「iPhone 6」の発売などでますます市場が盛り上がるスマートフォン。BYODやモバイルワーク、ワークスタイル変革といったキーワードに象徴されるように、今や仕事にも欠かせないツールとなった。
しかし、各社から多くの新しいスマートフォンが出てきて情報があふれる中で、自社で一括導入する場合に選び方に困るケースが想定される。本稿では、最新のスマートフォンの動向をビジネスユースの視点で紹介しつつ、ビジネス利用におけるスマートフォンの選定ポイントなどを解説する。
スマートフォンのビジネス利用といえば、ここ数年、さまざまなメディアで語り尽くされているのが「BYOD」だ。しかし、中堅以上の規模の企業ではあまり普及していないようだ。「私用のスマートフォンを仕事に使いたくない」など社員側の事情とは別に、企業側から見たその理由は主に次の3つが考えられる。
やはり個人ごとの契約よりも企業が一括購入もしくは契約した方が1台当たりのコストが低くなる。
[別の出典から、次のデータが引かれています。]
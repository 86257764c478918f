pub mod motion;
pub mod orientation;

pub use motion::{MotionOrientationTracker, MotionSample, MotionSlot};
pub use orientation::{Orientation, OrientationMode};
企業規模が大きくなればなるほどコスト面のスケールメリットが生かせるので、後述のような余計な負担をしてまで、あえて社員の私用スマートフォンを仕事のためにも使ってもらうメリットが小さくなるのだ。
スマートフォンをビジネスで利用するためにはMDMによる管理は必須といっていい。しかし、BYODとなると、個人ごとにOSや端末も異なるためMDMもあらゆるプラットフォームに対応できるようにしなければならず、設定内容も多岐にわたることになる。
さらに、プライベートでの機種変更のたびに情シスに連絡して対応してもらわねばならないので、社員にとっても管理者にとっても負荷が大きい。管理面では、故障時の責任の所在が個人と企業のどちらになるのかといった問題もある。
これはスマートフォンのビジネス利用がある程度普及してから顕著になった課題だろう。キャリアなどが提供するサービスを利用して、スマートフォンに個別の内線番号を付与し、会社の内線電話化するといったニーズが高まっている。
内線化することで、社員が社内にいようと社外にいようと内線発信での連絡が可能となる。それだけでなく、比較的コストの大きいビジネス向け固定電話機の数を大幅に減らすことでコスト削減にもつながることから人気が高い。いわゆるユニバーサルサービスの流れもあり、ここに来て注目を集めている。
BYODとの親和性の高いサービスも一部あるものの、スマートフォンの内線化サービスは端末から回線、クラウドPBXなどを含めた企業単位での契約となるため、BYODの場合にはハードルが高くなってしまうのだ。
iPhone(iOS)とAndroidという2大プラットフォームが世界中でしのぎを削るスマートフォン。少し前までは、やはり先行のiPhoneがビジネス利用でも優勢だったが、低コストや汎用(はんよう)性、そして以前は不安視されていたセキュリティ面がかなり改善されたこともあり、ここに来てAndroidが少しずつ増えているのが現状だ。あるキャリアによれば、ビジネスユースでの比率は現在のところ「iPhoneが7、Androidが3」ぐらいだという。
ただし、iPhone 6の登場により、さらにセキュリティ面が強化されたことなどから、再びiPhoneに注目する企業も出てきている。また、伝統的にMac OSの人気が高い医療系の世界では、やはりiPhoneは根強い人気がある。